Shannon assumed, without calculating, that the analog of \(\sum p_i \log p_i\) was \(\int w \log w dx\), and got into trouble for lack of invariance. (Jaynes 1963, 202)

A entropia diferencial é a informação média de uma V.A. contínua, e pode ser descrita simplificadamente por \[\begin{equation} H = - \int_{i=1}^{|R_x|} p(X_i) \log p(X_i) \tag{5.4} \end{equation}\]

Para a medida invariante de entropia para o caso contínuo, veja a Eq. (63) de (Jaynes 1963).

5.3.3 Divergência de Kullback–Leibler

The idea behind VI is to first posit a family of densities and then to find the member of that family which is close to the target. Closeness is measured by Kullback-Leibler divergence. (Blei, Kucukelbir, and McAuliffe 2017, 1)

A divergência de Kullback-Leibler é uma medida de entropia relativa proposta por (Kullback and Leibler 1951). Quando baseada em \(P\), é definida por \[\begin{equation} D_{KL}(P||Q) = \sum_{x \in X} P(x) \log \frac{P(x)}{Q(x)} \tag{5.5} \end{equation}\]

Quando baseada em \(Q\), define-se por \[\begin{equation} D_{KL}(Q||P) = \sum_{x \in X} Q(x) \log \frac{Q(x)}{P(x)} \tag{5.6} \end{equation}\]

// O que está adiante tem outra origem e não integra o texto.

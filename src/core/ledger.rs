//! Ledger aggregation - derives who owes whom from expenses and their splits.
//!
//! Balances are never stored. They are recomputed from the unsettled splits every
//! time, so the persisted splits stay the single source of truth.

use super::{
    model::{ExpenseWithSplits, MemberId},
    money::Money,
};
use crate::errors::{Error, Result};
use serde::Serialize;
use std::collections::BTreeMap;

/// Outstanding position of one member.
#[derive(Clone, Debug, Default, PartialEq, Eq, Serialize)]
pub struct MemberBalance {
    /// Netted amount this member owes each counterparty
    pub owes: BTreeMap<MemberId, Money>,
    /// Owed to the member minus owed by the member
    pub net_balance: Money,
}

/// A netted debt between two members.
#[derive(Clone, Copy, Debug, PartialEq, Eq, Serialize)]
pub struct Debt {
    pub debtor: MemberId,
    pub creditor: MemberId,
    pub amount: Money,
}

/// Balances of every member that appears in the aggregated expenses.
#[derive(Clone, Debug, Default, PartialEq, Eq, Serialize)]
pub struct LedgerSummary {
    pub members: BTreeMap<MemberId, MemberBalance>,
}

impl LedgerSummary {
    /// Balance of a single member, if they appear in the ledger.
    #[must_use]
    pub fn member(&self, member: MemberId) -> Option<&MemberBalance> {
        self.members.get(&member)
    }

    /// Net balance of a member, zero for members not in the ledger.
    #[must_use]
    pub fn net_balance(&self, member: MemberId) -> Money {
        self.members
            .get(&member)
            .map_or(Money::ZERO, |balance| balance.net_balance)
    }

    /// Member to net balance map, the input of the settlement planner.
    #[must_use]
    pub fn net_balances(&self) -> BTreeMap<MemberId, Money> {
        self.members
            .iter()
            .map(|(&member, balance)| (member, balance.net_balance))
            .collect()
    }

    /// Every netted pairwise debt, ordered by debtor then creditor.
    #[must_use]
    pub fn debts(&self) -> Vec<Debt> {
        self.members
            .iter()
            .flat_map(|(&debtor, balance)| {
                balance.owes.iter().map(move |(&creditor, &amount)| Debt {
                    debtor,
                    creditor,
                    amount,
                })
            })
            .collect()
    }

    /// Amount `debtor` owes `creditor` after netting, zero if nothing is owed.
    #[must_use]
    pub fn owed_between(&self, debtor: MemberId, creditor: MemberId) -> Money {
        self.members
            .get(&debtor)
            .and_then(|balance| balance.owes.get(&creditor))
            .copied()
            .unwrap_or(Money::ZERO)
    }
}

/// Aggregates expenses into netted pairwise debts and per-member net balances.
///
/// Every unsettled split whose member is not the payer adds to "member owes payer".
/// Amounts are summed per unordered pair first, so two members owing each other
/// collapse into a single debt in the net direction and pairs that cancel out are
/// dropped. The result does not depend on the order of `expenses`.
///
/// # Errors
/// [`Error::AmountOverflow`] if a running total leaves the range of 64-bit minor
/// units.
pub fn aggregate(expenses: &[ExpenseWithSplits]) -> Result<LedgerSummary> {
    // (low, high) -> amount low owes high; negative means high owes low
    let mut pairs: BTreeMap<(MemberId, MemberId), Money> = BTreeMap::new();
    let mut members: BTreeMap<MemberId, MemberBalance> = BTreeMap::new();

    for record in expenses {
        let payer = record.expense.paid_by;
        members.entry(payer).or_default();
        for split in &record.splits {
            members.entry(split.member_id).or_default();
        }

        for split in record.unsettled_splits() {
            if split.member_id == payer {
                continue;
            }

            let (key, amount) = if split.member_id < payer {
                ((split.member_id, payer), Some(split.amount))
            } else {
                ((payer, split.member_id), split.amount.checked_neg())
            };
            let entry = pairs.entry(key).or_default();
            let running = *entry;
            *entry = amount
                .and_then(|amount| running.checked_add(amount))
                .ok_or_else(overflow)?;
        }
    }

    for ((low, high), amount) in pairs {
        if amount.is_zero() {
            continue;
        }

        let (debtor, creditor, owed) = if amount.is_positive() {
            (low, high, amount)
        } else {
            (high, low, amount.checked_neg().ok_or_else(overflow)?)
        };

        let debtor_balance = members.entry(debtor).or_default();
        debtor_balance.owes.insert(creditor, owed);
        debtor_balance.net_balance = debtor_balance
            .net_balance
            .checked_sub(owed)
            .ok_or_else(overflow)?;

        let creditor_balance = members.entry(creditor).or_default();
        creditor_balance.net_balance = creditor_balance
            .net_balance
            .checked_add(owed)
            .ok_or_else(overflow)?;
    }

    Ok(LedgerSummary { members })
}

fn overflow() -> Error {
    Error::AmountOverflow {
        operation: "aggregating balances",
    }
}

#[cfg(test)]
mod tests {
    #![allow(clippy::unwrap_used)]
    use super::*;
    use crate::core::model::{Expense, ExpenseCategory, ExpenseId, GroupId, Split, SplitId};
    use chrono::Utc;

    const A: MemberId = MemberId(1);
    const B: MemberId = MemberId(2);
    const C: MemberId = MemberId(3);
    const D: MemberId = MemberId(4);

    fn expense(id: i64, paid_by: MemberId, shares: &[(MemberId, i64)]) -> ExpenseWithSplits {
        let amount: i64 = shares.iter().map(|(_, share)| share).sum();
        ExpenseWithSplits {
            expense: Expense {
                id: ExpenseId(id),
                group_id: GroupId(1),
                paid_by,
                amount: Money::from_minor(amount),
                currency: "INR".to_string(),
                description: format!("Expense {id}"),
                category: ExpenseCategory::Other,
                created_at: Utc::now(),
            },
            splits: shares
                .iter()
                .enumerate()
                .map(|(idx, &(member_id, share))| Split {
                    id: SplitId(id * 100 + i64::try_from(idx).unwrap_or_default()),
                    expense_id: ExpenseId(id),
                    member_id,
                    amount: Money::from_minor(share),
                    is_settled: false,
                    settled_at: None,
                })
                .collect(),
        }
    }

    #[test]
    fn test_single_expense_equal_split() {
        let expenses = [expense(1, A, &[(A, 300), (B, 300), (C, 300), (D, 300)])];
        let summary = aggregate(&expenses).unwrap();

        assert_eq!(summary.net_balance(A), Money::from_minor(900));
        for member in [B, C, D] {
            assert_eq!(summary.net_balance(member), Money::from_minor(-300));
            assert_eq!(summary.owed_between(member, A), Money::from_minor(300));
        }
        assert!(summary.member(A).is_some_and(|balance| balance.owes.is_empty()));
    }

    #[test]
    fn test_opposite_debts_are_netted() {
        let expenses = [
            expense(1, A, &[(A, 50), (B, 50)]),
            expense(2, B, &[(A, 30), (B, 30)]),
        ];
        let summary = aggregate(&expenses).unwrap();

        assert_eq!(summary.owed_between(B, A), Money::from_minor(20));
        assert_eq!(summary.owed_between(A, B), Money::ZERO);
        assert_eq!(
            summary.debts(),
            vec![Debt {
                debtor: B,
                creditor: A,
                amount: Money::from_minor(20)
            }]
        );
    }

    #[test]
    fn test_pair_netting_to_zero_is_omitted() {
        let expenses = [
            expense(1, A, &[(A, 40), (B, 40)]),
            expense(2, B, &[(A, 40), (B, 40)]),
        ];
        let summary = aggregate(&expenses).unwrap();

        assert!(summary.debts().is_empty());
        assert_eq!(summary.net_balance(A), Money::ZERO);
        assert_eq!(summary.net_balance(B), Money::ZERO);
        // Both members still show up in the summary
        assert_eq!(summary.members.len(), 2);
    }

    #[test]
    fn test_settled_splits_are_excluded() {
        let mut settled = expense(1, A, &[(A, 100), (B, 100), (C, 100)]);
        let unsettled = settled.clone();
        settled.splits[1].is_settled = true;
        settled.splits[1].settled_at = Some(Utc::now());

        let before = aggregate(&[unsettled]).unwrap();
        let after = aggregate(&[settled]).unwrap();

        assert_ne!(before, after);
        assert_eq!(after.owed_between(B, A), Money::ZERO);
        assert_eq!(after.net_balance(B), Money::ZERO);
        assert_eq!(after.net_balance(A), Money::from_minor(100));
        assert_eq!(before.net_balance(A), Money::from_minor(200));
    }

    #[test]
    fn test_order_independent() {
        let first = expense(1, A, &[(A, 10), (B, 20), (C, 30)]);
        let second = expense(2, C, &[(A, 25), (D, 25)]);
        let third = expense(3, B, &[(C, 7), (D, 3)]);

        let forward = aggregate(&[first.clone(), second.clone(), third.clone()]).unwrap();
        let backward = aggregate(&[third, second, first]).unwrap();
        assert_eq!(forward, backward);
    }

    #[test]
    fn test_net_balances_sum_to_zero() {
        let expenses = [
            expense(1, A, &[(A, 10), (B, 20), (C, 30)]),
            expense(2, C, &[(A, 25), (D, 25)]),
            expense(3, B, &[(C, 7), (D, 3)]),
        ];
        let summary = aggregate(&expenses).unwrap();
        let total: Money = summary.net_balances().values().sum();
        assert_eq!(total, Money::ZERO);
    }

    #[test]
    fn test_overflowing_totals_are_reported() {
        let expenses = [
            expense(1, A, &[(B, i64::MAX)]),
            expense(2, A, &[(B, 1)]),
        ];
        assert!(matches!(
            aggregate(&expenses),
            Err(Error::AmountOverflow { .. })
        ));
    }

    #[test]
    fn test_empty_input() {
        assert_eq!(aggregate(&[]).unwrap(), LedgerSummary::default());
    }
}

Segundo (Kullback 1978, 6–7), \(D_{KL}(P||Q)\) e \(D_{KL}(Q||P)\) possuem todas as propriedades de uma distância (ou métrica), exceto pela desigualdade triangular, sendo portanto consideradas divergências direcionadas tais que \[D_{KL}(P||Q) \ne D_{KL}(Q||P)\]

5.3.3.1 Biblioteca `philentropy`

A biblioteca philentropy (Drost 2018) implementa medidas otimizadas de distância e similaridade para comparar funções de probabilidade. Para ilustrar o funcionamento da função philentropy::kullback_leibler_distance utilizou-se o exemplo básico do artigo da Wikipedia.

P <- c(9/25,12/25,4/25)
Q <- c(1/3,1/3,1/3)
par(mfrow=c(1,2))
barplot(P, main = 'P, B(2,0.4)', names.arg = 0:2)
barplot(Q, main = 'Q, U{0,2}', names.arg = 0:2)

\(x\)	0	1	2
Distribuição \(P(x)\)	\(\frac{9}{25}\)	\(\frac{12}{25}\)	\(\frac{4}{25}\)
Distribuição \(Q(x)\)	\(\frac{1}{3}\)	\(\frac{1}{3}\)	\(\frac{1}{3}\)

# libs
library(philentropy)

# D(P||Q)
kullback_leibler_distance(
  P = c(9/25,12/25,4/25),
  Q = c(1/3,1/3,1/3),
  unit = 'log', 
  testNA = FALSE,
  epsilon = 0.00001)

## [1] 0.0852996

# D(Q||P)
kullback_leibler_distance(
  P = c(1/3,1/3,1/3),
  Q = c(9/25,12/25,4/25),
  unit = 'log', 
  testNA = FALSE,
  epsilon = 0.00001)

## [1] 0.09745501

5.3.4 ELBO (Evidence Lower BOund)

\[\text{Evidência} = \text{ELBO} + \text{KL}\]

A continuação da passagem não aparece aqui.